//! Google Maps legacy CSV geocoder backend.

use reqwest::Client;
use tracing::debug;
use url::Url;

use super::{parse_coordinate, response_text, Geocoder};
use crate::error::GeocodingError;
use crate::models::GeoPoint;

const GOOGLE_MAPS_ENDPOINT: &str = "http://maps.google.com/maps/geo";

/// Status the CSV geocoder returns on success
const STATUS_OK: i32 = 200;

/// Geocoder backed by the Google Maps CSV geocoding endpoint
pub struct GoogleMaps {
    client: Client,
    endpoint: Url,
    api_key: String,
}

impl GoogleMaps {
    /// Requires an API key; an empty one is rejected up front.
    pub fn new(client: Client, api_key: impl Into<String>) -> Result<Self, GeocodingError> {
        let api_key = api_key.into();
        if api_key.trim().is_empty() {
            return Err(GeocodingError::BadCredentials);
        }
        Ok(Self {
            client,
            endpoint: Url::parse(GOOGLE_MAPS_ENDPOINT).expect("static endpoint URL is valid"),
            api_key,
        })
    }

    pub fn with_endpoint(mut self, endpoint: Url) -> Self {
        self.endpoint = endpoint;
        self
    }

    fn request_url(&self, address: &str) -> Url {
        let mut url = self.endpoint.clone();
        url.query_pairs_mut()
            .append_pair("output", "csv")
            .append_pair("q", address)
            .append_pair("key", &self.api_key);
        url
    }
}

impl Geocoder for GoogleMaps {
    async fn geocode(&self, address: &str) -> Result<GeoPoint, GeocodingError> {
        if address.trim().is_empty() {
            return Err(GeocodingError::EmptyAddress);
        }

        debug!("Google Maps geocode request for {:?}", address);
        let body = response_text(self.client.get(self.request_url(address)).send().await).await?;
        parse_google_csv(&body)
    }
}

/// Parse a `status,accuracy,lat,lng` reply; any status but 200 is classified.
pub fn parse_google_csv(body: &str) -> Result<GeoPoint, GeocodingError> {
    let line = body.trim();
    let parts: Vec<&str> = line.split(',').collect();

    let status: i32 = parts
        .first()
        .and_then(|s| s.trim().parse().ok())
        .ok_or_else(|| GeocodingError::Server(line.to_string()))?;

    if status != STATUS_OK {
        return Err(GeocodingError::from_status(status, line));
    }
    if parts.len() != 4 {
        return Err(GeocodingError::Server(line.to_string()));
    }

    let lat = parse_coordinate(parts[2], line)?;
    let lon = parse_coordinate(parts[3], line)?;
    Ok(GeoPoint::new(lat, lon))
}

#[cfg(test)]
mod tests {
    use super::*;

    #[test]
    fn test_requires_api_key() {
        assert!(matches!(
            GoogleMaps::new(Client::new(), ""),
            Err(GeocodingError::BadCredentials)
        ));
        assert!(GoogleMaps::new(Client::new(), "abc").is_ok());
    }

    #[test]
    fn test_parse_success() {
        assert_eq!(
            parse_google_csv("200,8,30.6883,-88.0986\n"),
            Ok(GeoPoint::new(30.6883, -88.0986))
        );
    }

    #[test]
    fn test_parse_classified_statuses() {
        assert_eq!(
            parse_google_csv("602,0,0,0"),
            Err(GeocodingError::UnknownAddress)
        );
        assert_eq!(
            parse_google_csv("603,0,0,0"),
            Err(GeocodingError::ProhibitedAddress)
        );
        assert_eq!(parse_google_csv("610,0,0,0"), Err(GeocodingError::BadCredentials));
        assert_eq!(parse_google_csv("620,0,0,0"), Err(GeocodingError::RateLimited));
        assert!(matches!(
            parse_google_csv("604,0,0,0"),
            Err(GeocodingError::Unclassified { code: 604, .. })
        ));
    }

    #[test]
    fn test_parse_garbage() {
        assert!(matches!(
            parse_google_csv("<html>oops</html>"),
            Err(GeocodingError::Server(_))
        ));
        assert!(matches!(
            parse_google_csv("200,8,30.6"),
            Err(GeocodingError::Server(_))
        ));
    }

    #[test]
    fn test_request_url() {
        let geocoder = GoogleMaps::new(Client::new(), "k3y").unwrap();
        assert_eq!(
            geocoder.request_url("Mobile, AL").as_str(),
            "http://maps.google.com/maps/geo?output=csv&q=Mobile%2C+AL&key=k3y"
        );
    }
}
----------------
## Requirement
From the records above, return each line that includes "debug".

## Expected answer
use tracing::debug;
        debug!("Google Maps geocode request for {:?}", address);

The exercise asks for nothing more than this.